How Apache Airflow Better Manages Machine Learning Pipelines
VANCOUVER — What is apparent with Apache Airflow, the open source project for building pipelines in machine learning? The experience is getting even easier, as illustrated in a discussion on The New Stack Makers with three technologists from Amazon Web Services.
Apache Airflow is a Python-based platform to programmatically author, schedule and monitor workflows. It is well-suited to machine learning for building pipelines, managing data, training models, and deploying them.
Airflow is generic enough for the whole pipeline in machine learning. Airflow fetches data and performs extraction, transformation and loading (ETL). It tags the data, does the training, deploys the model, tests it and sends it to production.
In an On the Road episode of Makers recorded at the Linux Foundation’s Open Source Summit North America, our guests, who all work with the AWS Managed Service for Airflow team, reflected on the work on Apache Airflow to improve the overall experience:
Dennis Ferruzzi, a software developer at AWS, is an Airflow contributor working on project API-49, which will update Airflow’s logging and metrics backend to the OpenTelemetry standard. The API will allow for more granular metrics and better visibility into Airflow environments.
Niko Oliveira, a senior software development engineer at AWS, is a committer/maintainer for Apache Airflow. He spends much time reviewing, approving and merging pull requests. A recent project included writing and implementing AIP-51 (Airflow Improvement Proposal), which modifies and updates the Executor interface in Airflow. It allows Airflow to be a more pluggable architecture, which makes it easier for users to build and write their own Airflow Executors.
Raphaël Vandon, a senior software engineer at AWS, is an Apache Airflow contributor working on performance improvements for Airflow and leveraging async capabilities in AWS Operators, the part of Airflow that allows for seamless interactions with AWS.
“The beautiful thing about Airflow, that has made it so popular is that it’s so easy,” Oliveira said. “For one, it’s Python. Python is easy to learn and pick up. And two, we have this operator ecosystem. So companies like AWS, and Google and Databricks, are all contributing these operators, which really wrap their underlying SDK.”
‘That Blueprint Exists for Everyone’
Operators are like generic building blocks. Each operator does one specific task, Ferruzzi said.

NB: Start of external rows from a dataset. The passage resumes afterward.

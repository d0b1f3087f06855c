// src/api/applications.rs
use crate::core::ApiClient;
use crate::error::Result;
use crate::types::ApplicationRecord;
use crate::utils::path_segment;

pub struct ApplicationsApi<'a> {
    client: &'a ApiClient,
}

impl ApiClient {
    pub fn applications(&self) -> ApplicationsApi<'_> {
        ApplicationsApi { client: self }
    }
}

impl<'a> ApplicationsApi<'a> {
    pub async fn history(&self) -> Result<Vec<ApplicationRecord>> {
        self.client
            .get_json(
                &self.client.gateway_url("/api/applications/history"),
                "Failed to fetch application history",
            )
            .await
    }

    pub async fn get(&self, id: &str) -> Result<ApplicationRecord> {
        let url = self
            .client
            .gateway_url(&format!("/api/applications/{}", path_segment(id)?));
        self.client
            .get_json(&url, "Failed to fetch application details")
            .await
    }
}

“You just chain them together in different ways,” he said. “So, for example, there’s an operator to write data to [Amazon Simple Storage Service]. And then there’s an operator that will send the data to an SQL server or something like that. And basically, the community develops and contributes to these operators so that the users, in the end, are basically saying the task I want to do is pull data from here. So I’m going to use that operator, and then I want to send the data somewhere else.
“So I’m going to go and look at, say, the Google Cloud operators and find one that fits what I want to do there. It’s cross-cloud. You can interact with so many different services and cloud providers. And it’s just growing. We’re at 2,500 contributors now, I believe. And it’s just like people find a need, and they contribute it back. And now that block, that blueprint exists for everyone.”
Airflow 2.6 has an alpha for sensors, Vandon said. Sensors are operators that wait for something to happen. There are also notifiers, which get placed at the end of the workflow. They act depending on the success (or not) of the workflow.
As Vandon said, “It’s just making things simpler for users.”